They are a critical part of ensuring equal access for participants, but I have seen them more than once result in scuffles and threats, sometimes even with guns being drawn.

During Yemen’s elections in 2012, Yemeni gunmen picked on the wrong female Egyptian Elections Commission worker and walked away from a dispute over stipends empty-handed and with considerably less of their dignity intact.

According to a friend, a Yemeni colleague of mine was waiting for them outside, arms folded across his chest, shaking his head disgustedly as the gunmen made their way out of the compound.

The demeanor of the men coming down my hall certainly didn’t give me cause for alarm, they were all wearing clean galabayas (long white, tunic-like robes), sport coats over the robes and an embroidered scarf folded into a triangle and draped neatly across their shoulders (as in the Sana’ani business dress style).

They simply appeared like three well groomed men who did not know their way around the building, and so were popping their heads into various offices as they made their way down the hall, perhaps a little angry that none of the rooms were clearly labeled.

“These are very bad people, stay here” my office mate said, bolting up to go out into the hall, making sure to shut the door between me and the angry men approaching.

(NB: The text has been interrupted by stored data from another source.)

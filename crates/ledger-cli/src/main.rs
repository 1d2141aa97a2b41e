//! Ledger Report
//!
//! Reads one CSV trade ledger and prints its PnL summary and chart series as
//! JSON on stdout. Logs go to stderr.

mod config;

use std::collections::BTreeMap;
use std::io::{self, Write};
use std::path::PathBuf;

use anyhow::Context;
use chrono::Utc;
use clap::Parser;
use ledger_core::charts::ChartData;
use ledger_core::{aggregate, normalize, RawTable, SummaryReport};
use serde::Serialize;
use tracing_subscriber::{layer::SubscriberExt, util::SubscriberInitExt, EnvFilter};

use crate::config::AppConfig;

#[derive(Debug, Parser)]
#[command(name = "ledger-report", version, about = "Summarize a CSV trade ledger")]
struct Cli {
    /// Path to the ledger CSV file
    file: PathBuf,
}

#[derive(Debug, Serialize)]
struct Report {
    summary: SummaryReport,
    charts: ChartData,
    synthesized_columns: Vec<String>,
    invalid_cells: BTreeMap<String, usize>,
}

fn main() -> anyhow::Result<()> {
    // Stdout carries the report only
    tracing_subscriber::registry()
        .with(EnvFilter::try_from_default_env().unwrap_or_else(|_| {
            EnvFilter::new("ledger_report=info,ledger_core=warn")
        }))
        .with(tracing_subscriber::fmt::layer().with_writer(std::io::stderr))
        .init();

    let cli = Cli::parse();

    let config = AppConfig::load().map_err(|e| {
        tracing::error!(error = %e, "Failed to load configuration");
        e
    })?;
    let options = config.analysis.ingest_options()?;

    tracing::info!(
        file = %cli.file.display(),
        fee_mode = %options.fee_mode,
        "Reading ledger"
    );

    let table = RawTable::from_path(&cli.file)
        .with_context(|| format!("Failed to read ledger: {}", cli.file.display()))?;
    let ledger = normalize(&table, &options)
        .with_context(|| format!("Failed to normalize ledger: {}", cli.file.display()))?;
    drop(table);

    let summary = aggregate(&ledger.rows, Utc::now().date_naive());
    let charts = ChartData::build(&ledger.rows, &summary, config.analysis.histogram_bins);

    tracing::info!(
        total_trades = summary.total_trades,
        excluded_rows = summary.excluded_rows,
        net_pnl = summary.net_pnl,
        "Ledger summarized"
    );

    let report = Report {
        summary,
        charts,
        synthesized_columns: ledger.synthesized_columns,
        invalid_cells: ledger.invalid_cells,
    };

    let mut stdout = io::stdout().lock();
    serde_json::to_writer_pretty(&mut stdout, &report)?;
    writeln!(stdout)?;

    Ok(())
}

As their voices grew louder and more irate, it dawned on me that the guards normally stationed at our entrance leading to the street were managing the transportation of staff arriving from a second facility.

I wondered if anyone had been at the gate to ask the men to surrender their weapons. Yemen is a highly armed nation, second only to the United States. It would be entirely normally for the men to be carrying side-arms.

Trapped in the last office in the hall, I examined a window in the bathroom in my office, evaluating if I would fit through it if I needed to.

Concerned for my officemate, though, I peered out into the hall where she and two other female staff were trying to block the men from advancing any further down the hall towards our office.

A young male Yemeni staff member, Mustafa (not his real name), was also attempting to prevent them from advancing toward the executive director’s office, at the other end of the hall. His insistence that they back away from that entrance only made them more adamant and they turned around, quickly overrunning him.

The executive director later told me, that at the time she too had no idea if she should be alarmed. It was only the face of Mustafa, attempting to get past the men in her doorway while very wide-eyed and abnormally sweaty, that gave her reason to be anxious.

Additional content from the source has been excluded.